Exercise requirements: In the records below, find each line with "rest" and copy it.

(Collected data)

use std::io;

use async_trait::async_trait;
use bytes::Bytes;
use futures_util::stream::{SplitSink, SplitStream};
use futures_util::{SinkExt, StreamExt};
use tokio::io::{AsyncRead, AsyncWrite};
use tokio_tungstenite::tungstenite::{self, Message};
use tokio_tungstenite::WebSocketStream;
use tracing::trace;

use super::{TransportReader, TransportWriter};
use crate::{Result, TunnelError};

pub struct WebSocketReader<S> {
    stream: SplitStream<WebSocketStream<S>>,
}

pub struct WebSocketWriter<S> {
    sink: SplitSink<WebSocketStream<S>, Message>,
}

/// Splits an established websocket into transport halves. Every frame travels as one binary message.
pub fn websocket_transport<S>(socket: WebSocketStream<S>) -> (WebSocketReader<S>, WebSocketWriter<S>)
where
    S: AsyncRead + AsyncWrite + Unpin + Send,
{
    let (sink, stream) = socket.split();
    (WebSocketReader { stream }, WebSocketWriter { sink })
}

#[async_trait]
impl<S> TransportReader for WebSocketReader<S>
where
    S: AsyncRead + AsyncWrite + Unpin + Send,
{
    async fn next(&mut self) -> Result<Option<Bytes>> {
        loop {
            match self.stream.next().await {
                Some(Ok(Message::Binary(data))) => return Ok(Some(data)),
                Some(Ok(Message::Close(_))) | None => return Ok(None),
                Some(Ok(Message::Text(_))) => {
                    return Err(TunnelError::MalformedFrame(
                        "unexpected text message on transport".into(),
                    ))
                }
                Some(Ok(other)) => {
                    trace!("skipping websocket control message {:?}", other);
                    continue;
                }
                Some(Err(tungstenite::Error::ConnectionClosed)) => return Ok(None),
                Some(Err(err)) => return Err(websocket_error(err)),
            }
        }
    }
}

#[async_trait]
impl<S> TransportWriter for WebSocketWriter<S>
where
    S: AsyncRead + AsyncWrite + Unpin + Send,
{
    async fn send(&mut self, message: Bytes) -> Result<()> {
        self.sink
            .send(Message::Binary(message))
            .await
            .map_err(websocket_error)
    }

    async fn close(&mut self) -> Result<()> {
        match self.sink.close().await {
            Ok(()) => Ok(()),
            Err(tungstenite::Error::ConnectionClosed) | Err(tungstenite::Error::AlreadyClosed) => {
                Ok(())
            }
            Err(err) => Err(websocket_error(err)),
        }
    }
}

fn websocket_error(err: tungstenite::Error) -> TunnelError {
    match err {
        tungstenite::Error::Io(err) => TunnelError::Io(err),
        tungstenite::Error::ConnectionClosed | tungstenite::Error::AlreadyClosed => {
            TunnelError::SessionClosed
        }
        other => TunnelError::Io(io::Error::new(io::ErrorKind::Other, other)),
    }
}
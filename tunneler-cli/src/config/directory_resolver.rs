use std::path::{Path, PathBuf};

use directories::BaseDirs;

const SYSTEM_CONFIG_DIR: &str = "/etc/tunnelerc";
const USER_CONFIG_DIR: &str = ".tunnelerc";
const FILE_NAME: &str = "config.yaml";

/// Where the configuration file may live, most specific last.
///
/// An explicit path replaces the whole search.
pub fn config_candidates(explicit: Option<&Path>) -> Vec<PathBuf> {
    if let Some(path) = explicit {
        return vec![path.to_owned()];
    }

    let mut candidates = vec![Path::new(SYSTEM_CONFIG_DIR).join(FILE_NAME)];
    if let Some(dirs) = BaseDirs::new() {
        candidates.push(dirs.home_dir().join(USER_CONFIG_DIR).join(FILE_NAME));
    }
    candidates.push(PathBuf::from(FILE_NAME));

    candidates
}

/// First candidate that exists on disk.
pub fn resolve_config_file(explicit: Option<&Path>) -> Option<PathBuf> {
    config_candidates(explicit)
        .into_iter()
        .find(|path| path.is_file())
}
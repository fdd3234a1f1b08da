//! CLI command implementations for loadwatch.
//!
//! Provides subcommand handlers for:
//! - `loadwatch watch`: poll and redraw the load board in the terminal
//! - `loadwatch serve`: poll and serve the web dashboard
//! - `loadwatch loads|show|calls|metrics`: one refresh cycle, then print
//! - `loadwatch health`: config, backend reachability, activity log
//! - `loadwatch config show|init|set|reset`: configuration management

use std::io::BufRead;
use std::sync::Arc;
use std::time::Instant;

use anyhow::{Context, Result, bail};
use colored::Colorize;

use crate::activity::{ActivityLog, Level};
use crate::api::{DataSource, HttpDataSource, StaticDataSource};
use crate::board::{Board, Command};
use crate::config::{self, schema::LoadwatchConfig};
use crate::filter::{FilterParam, FilterParams, Tab};
use crate::poller::{self, PollerClient, PollerHandle};
use crate::render::terminal::{self, TerminalRenderer};
use crate::render::SharedSnapshot;
use crate::store::ViewStore;
use crate::web::{self, WebState};

/// Output format for the one-shot commands.
#[derive(Debug, Clone, Copy, PartialEq, Eq)]
pub enum OutputFormat {
    Table,
    Json,
    Csv,
}

impl OutputFormat {
    pub fn from_str_opt(s: Option<&str>) -> Self {
        match s {
            Some("json") => Self::Json,
            Some("csv") => Self::Csv,
            _ => Self::Table,
        }
    }
}

/// Filter flags shared by `watch` and `loads`. Unset flags keep the
/// configured default.
#[derive(Debug, Clone, Default)]
pub struct FilterArgs {
    pub tab: Option<String>,
    pub equipment: Option<String>,
    pub search: Option<String>,
}

impl FilterArgs {
    pub fn resolve(&self, cfg: &LoadwatchConfig) -> Result<FilterParams> {
        let mut params = cfg.filters.to_params();
        if let Some(tab) = &self.tab {
            let Some(tab) = Tab::parse(tab) else {
                bail!("unknown tab '{tab}' (expected available, booked or all)");
            };
            params.set(FilterParam::Tab(tab));
        }
        if let Some(equipment) = &self.equipment {
            params.set(FilterParam::Equipment(equipment.clone()));
        }
        if let Some(search) = &self.search {
            params.set(FilterParam::Search(search.clone()));
        }
        Ok(params)
    }
}

// ---------------------------------------------------------------------------
// Shared setup
// ---------------------------------------------------------------------------

fn data_source(cfg: &LoadwatchConfig, demo: bool) -> Arc<dyn DataSource> {
    if demo {
        Arc::new(StaticDataSource::sample())
    } else {
        Arc::new(HttpDataSource::from_config(&cfg.api))
    }
}

/// Run one refresh cycle and return the resulting board.
fn fetch_board(cfg: &LoadwatchConfig, params: FilterParams, demo: bool) -> Board {
    let log = ActivityLog::from_config(&cfg.logging);
    let source = data_source(cfg, demo);
    let mut board = Board::new(ViewStore::with_params(params), log.clone());
    poller::refresh_once(source.as_ref(), &mut board, &log);

    if board.store().full_set().is_empty() {
        println!(
            "{}",
            format!("No loads received from {}.", source_label(cfg, demo)).yellow()
        );
    }
    board
}

fn source_label(cfg: &LoadwatchConfig, demo: bool) -> String {
    if demo {
        "the demo data source".to_string()
    } else {
        cfg.api.base_url.clone()
    }
}

// ---------------------------------------------------------------------------
// loadwatch watch
// ---------------------------------------------------------------------------

/// Poll and redraw the board until `q` or Ctrl+C.
///
/// Reads simple commands from stdin while running:
/// `r` refresh, `t <tab>`, `e <equipment>`, `/<text>` search,
/// `s <load_id>` select, `s` clear selection, `q` quit. Once stdin is
/// closed the board keeps refreshing until the process is interrupted.
pub fn run_watch(cfg: &LoadwatchConfig, filters: &FilterArgs, demo: bool) -> Result<()> {
    let params = filters.resolve(cfg)?;
    let log = ActivityLog::from_config(&cfg.logging);
    let board = Board::new(ViewStore::with_params(params), log.clone())
        .with_renderer(TerminalRenderer::new(true));

    let handle = poller::start(data_source(cfg, demo), &cfg.refresh, board, log)?;

    match read_watch_input(std::io::stdin().lock(), &handle.client())? {
        WatchExit::Quit => stop(handle),
        WatchExit::EndOfInput => {
            if handle.wait().is_none() {
                eprintln!("{}", "control thread exited abnormally".red());
            }
        }
    }
    Ok(())
}

#[derive(Debug, PartialEq)]
enum WatchExit {
    Quit,
    EndOfInput,
}

/// Forward watch commands from `input` to the control thread.
fn read_watch_input(input: impl BufRead, client: &PollerClient) -> Result<WatchExit> {
    for line in input.lines() {
        let line = line.context("failed to read stdin")?;
        match parse_watch_input(&line) {
            Some(WatchInput::Quit) => return Ok(WatchExit::Quit),
            Some(WatchInput::Refresh) => {
                client.refresh_now();
            }
            Some(WatchInput::Command(command)) => {
                client.send(command);
            }
            None if line.trim().is_empty() => {}
            None => println!("{}", format!("unrecognized input: {line}").yellow()),
        }
    }
    Ok(WatchExit::EndOfInput)
}

#[derive(Debug, PartialEq)]
enum WatchInput {
    Quit,
    Refresh,
    Command(Command),
}

fn parse_watch_input(line: &str) -> Option<WatchInput> {
    let line = line.trim();
    if let Some(query) = line.strip_prefix('/') {
        return Some(WatchInput::Command(Command::SetFilter(FilterParam::Search(
            query.trim().to_string(),
        ))));
    }

    let (head, rest) = match line.split_once(char::is_whitespace) {
        Some((head, rest)) => (head, rest.trim()),
        None => (line, ""),
    };

    match head {
        "q" | "quit" => Some(WatchInput::Quit),
        "r" | "refresh" => Some(WatchInput::Refresh),
        "t" | "tab" => Tab::parse(rest).map(|tab| WatchInput::Command(Command::SetFilter(FilterParam::Tab(tab)))),
        "e" | "equipment" => Some(WatchInput::Command(Command::SetFilter(FilterParam::Equipment(
            rest.to_string(),
        )))),
        "s" | "select" => {
            let id = (!rest.is_empty()).then(|| rest.to_string());
            Some(WatchInput::Command(Command::Select(id)))
        }
        _ => None,
    }
}

fn stop(handle: PollerHandle) {
    if handle.stop().is_none() {
        eprintln!("{}", "control thread exited abnormally".red());
    }
}

// ---------------------------------------------------------------------------
// loadwatch serve
// ---------------------------------------------------------------------------

/// Poll in the background and serve the web dashboard. Blocks.
pub fn run_serve(cfg: &LoadwatchConfig, addr: Option<&str>, demo: bool) -> Result<()> {
    let log = ActivityLog::from_config(&cfg.logging);
    let shared = SharedSnapshot::new();
    let board = Board::new(ViewStore::with_params(cfg.filters.to_params()), log.clone())
        .with_renderer(shared.clone());

    let handle = poller::start(data_source(cfg, demo), &cfg.refresh, board, log.clone())?;

    let state = WebState {
        snapshot: shared,
        client: handle.client(),
        config: cfg.clone(),
        log,
        started_at: Instant::now(),
    };
    let addr = addr.unwrap_or(cfg.web.addr.as_str());
    let result = web::serve(addr, &state);

    stop(handle);
    result
}

// ---------------------------------------------------------------------------
// loadwatch loads | show | calls | metrics
// ---------------------------------------------------------------------------

/// Print the filtered loads after one refresh cycle.
pub fn run_loads(cfg: &LoadwatchConfig, filters: &FilterArgs, format: OutputFormat, demo: bool) -> Result<()> {
    let params = filters.resolve(cfg)?;
    let board = fetch_board(cfg, params, demo);
    let store = board.store();
    terminal::print_loads(store.filtered_set(), store.full_set().len(), store.params(), format)
}

/// Print the details of one load.
pub fn run_show(cfg: &LoadwatchConfig, load_id: &str, demo: bool) -> Result<()> {
    let board = fetch_board(cfg, cfg.filters.to_params(), demo);
    let Some(load) = board.store().lookup(load_id) else {
        bail!("load '{load_id}' not found");
    };
    terminal::print_load_details(load);
    Ok(())
}

/// Print recent calls with their routes.
pub fn run_calls(cfg: &LoadwatchConfig, format: OutputFormat, demo: bool) -> Result<()> {
    let board = fetch_board(cfg, cfg.filters.to_params(), demo);
    let snapshot = board.snapshot();
    if snapshot.metrics.is_none() {
        println!("{}", "Metrics unavailable.".yellow());
        return Ok(());
    }
    terminal::print_calls(&snapshot.call_rows(), format)
}

/// Print KPIs and breakdown charts.
pub fn run_metrics(cfg: &LoadwatchConfig, format: OutputFormat, demo: bool) -> Result<()> {
    let board = fetch_board(cfg, cfg.filters.to_params(), demo);
    match board.store().metrics() {
        Some(metrics) => terminal::print_metrics(metrics, format),
        None => {
            println!("{}", "Metrics unavailable.".yellow());
            Ok(())
        }
    }
}

// ---------------------------------------------------------------------------
// loadwatch health
// ---------------------------------------------------------------------------

/// Check config files, backend reachability and the activity log.
pub fn run_health() -> Result<()> {
    println!("{}", "loadwatch Health Check".bold().cyan());
    println!("{}", "=".repeat(40));

    let global_exists = config::global_config_file()
        .map(|p| p.exists())
        .unwrap_or(false);
    let project_exists = config::project_config_file()
        .map(|p| p.exists())
        .unwrap_or(false);
    let cfg = config::load();
    print_health_item(
        "Global config",
        global_exists,
        if global_exists {
            "~/.loadwatch/config.toml found"
        } else {
            "not found (run `loadwatch config init` to create)"
        },
    );
    print_health_item(
        "Project config",
        project_exists,
        if project_exists {
            ".loadwatch.toml found"
        } else {
            "none (optional)"
        },
    );
    print_health_item(
        "Refresh",
        cfg.refresh.guard_ms < cfg.refresh.interval_ms,
        &format!(
            "every {}ms, guard {}ms",
            cfg.refresh.interval_ms, cfg.refresh.guard_ms
        ),
    );

    let client = HttpDataSource::from_config(&cfg.api);
    match client.health() {
        Ok(_) => print_health_item("Backend", true, &format!("reachable at {}", cfg.api.base_url)),
        Err(e) => print_health_item(
            "Backend",
            false,
            &format!("{} unreachable: {e}", cfg.api.base_url),
        ),
    }

    let log = ActivityLog::from_config(&cfg.logging);
    match log.path() {
        Some(path) if path.exists() => {
            let failures = log.recent(Level::Warn, 5);
            print_health_item(
                "Activity log",
                failures.is_empty(),
                &format!("{} ({} recent warnings)", path.display(), failures.len()),
            );
            for entry in &failures {
                println!(
                    "      {} {} {}",
                    entry.timestamp.dimmed(),
                    entry.event.yellow(),
                    entry.detail
                );
            }
        }
        Some(_) => print_health_item("Activity log", true, "no log file yet"),
        None => print_health_item("Activity log", true, "disabled"),
    }

    Ok(())
}

fn print_health_item(name: &str, ok: bool, detail: &str) {
    let status = if ok {
        "✓".green().bold()
    } else {
        "✗".red().bold()
    };
    println!("  {} {:<16} {}", status, name, detail.dimmed());
}

// ---------------------------------------------------------------------------
// loadwatch config show | init | set | reset
// ---------------------------------------------------------------------------

/// Show the effective (merged) configuration as TOML.
pub fn run_config_show() -> Result<()> {
    let toml_str = config::show_effective_config()?;
    println!("{}", "Effective loadwatch Configuration".bold().cyan());
    println!("{}", "=".repeat(50));
    println!();
    println!("{toml_str}");

    let global_exists = config::global_config_file()
        .map(|p| p.exists())
        .unwrap_or(false);
    let project_exists = config::project_config_file()
        .map(|p| p.exists())
        .unwrap_or(false);
    println!("{}", "Sources (highest priority last):".dimmed());
    println!("  {} built-in defaults", "·".dimmed());
    print_source("~/.loadwatch/config.toml", global_exists);
    print_source(".loadwatch.toml", project_exists);
    println!(
        "  {} {}",
        "·".dimmed(),
        "LOADWATCH_* environment variables".dimmed()
    );

    Ok(())
}

fn print_source(name: &str, exists: bool) {
    if exists {
        println!("  {} {}", "✓".green(), name.dimmed());
    } else {
        println!("  {} {}", "·".dimmed(), format!("{name} (not found)").dimmed());
    }
}

/// Write a default config file to `~/.loadwatch/config.toml`.
pub fn run_config_init(force: bool) -> Result<()> {
    let path = config::init_config(force)?;
    println!(
        "{} Config written to {}",
        "✓".green().bold(),
        path.display()
    );
    Ok(())
}

/// Set one dotted key in the global config file.
pub fn run_config_set(key: &str, value: &str) -> Result<()> {
    let path = config::set_config_value(key, value)?;
    println!(
        "{} Set {} = {} in {}",
        "✓".green().bold(),
        key.bold(),
        value,
        path.display()
    );
    Ok(())
}

/// Reset the global config file to defaults.
pub fn run_config_reset() -> Result<()> {
    let path = config::reset_config()?;
    println!(
        "{} Config reset to defaults at {}",
        "✓".green().bold(),
        path.display()
    );
    Ok(())
}

// ---------------------------------------------------------------------------
// Tests
// ---------------------------------------------------------------------------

Output of the exercise:
    let (head, rest) = match line.split_once(char::is_whitespace) {
        Some((head, rest)) => (head, rest.trim()),
        "t" | "tab" => Tab::parse(rest).map(|tab| WatchInput::Command(Command::SetFilter(FilterParam::Tab(tab)))),
            rest.to_string(),
            let id = (!rest.is_empty()).then(|| rest.to_string());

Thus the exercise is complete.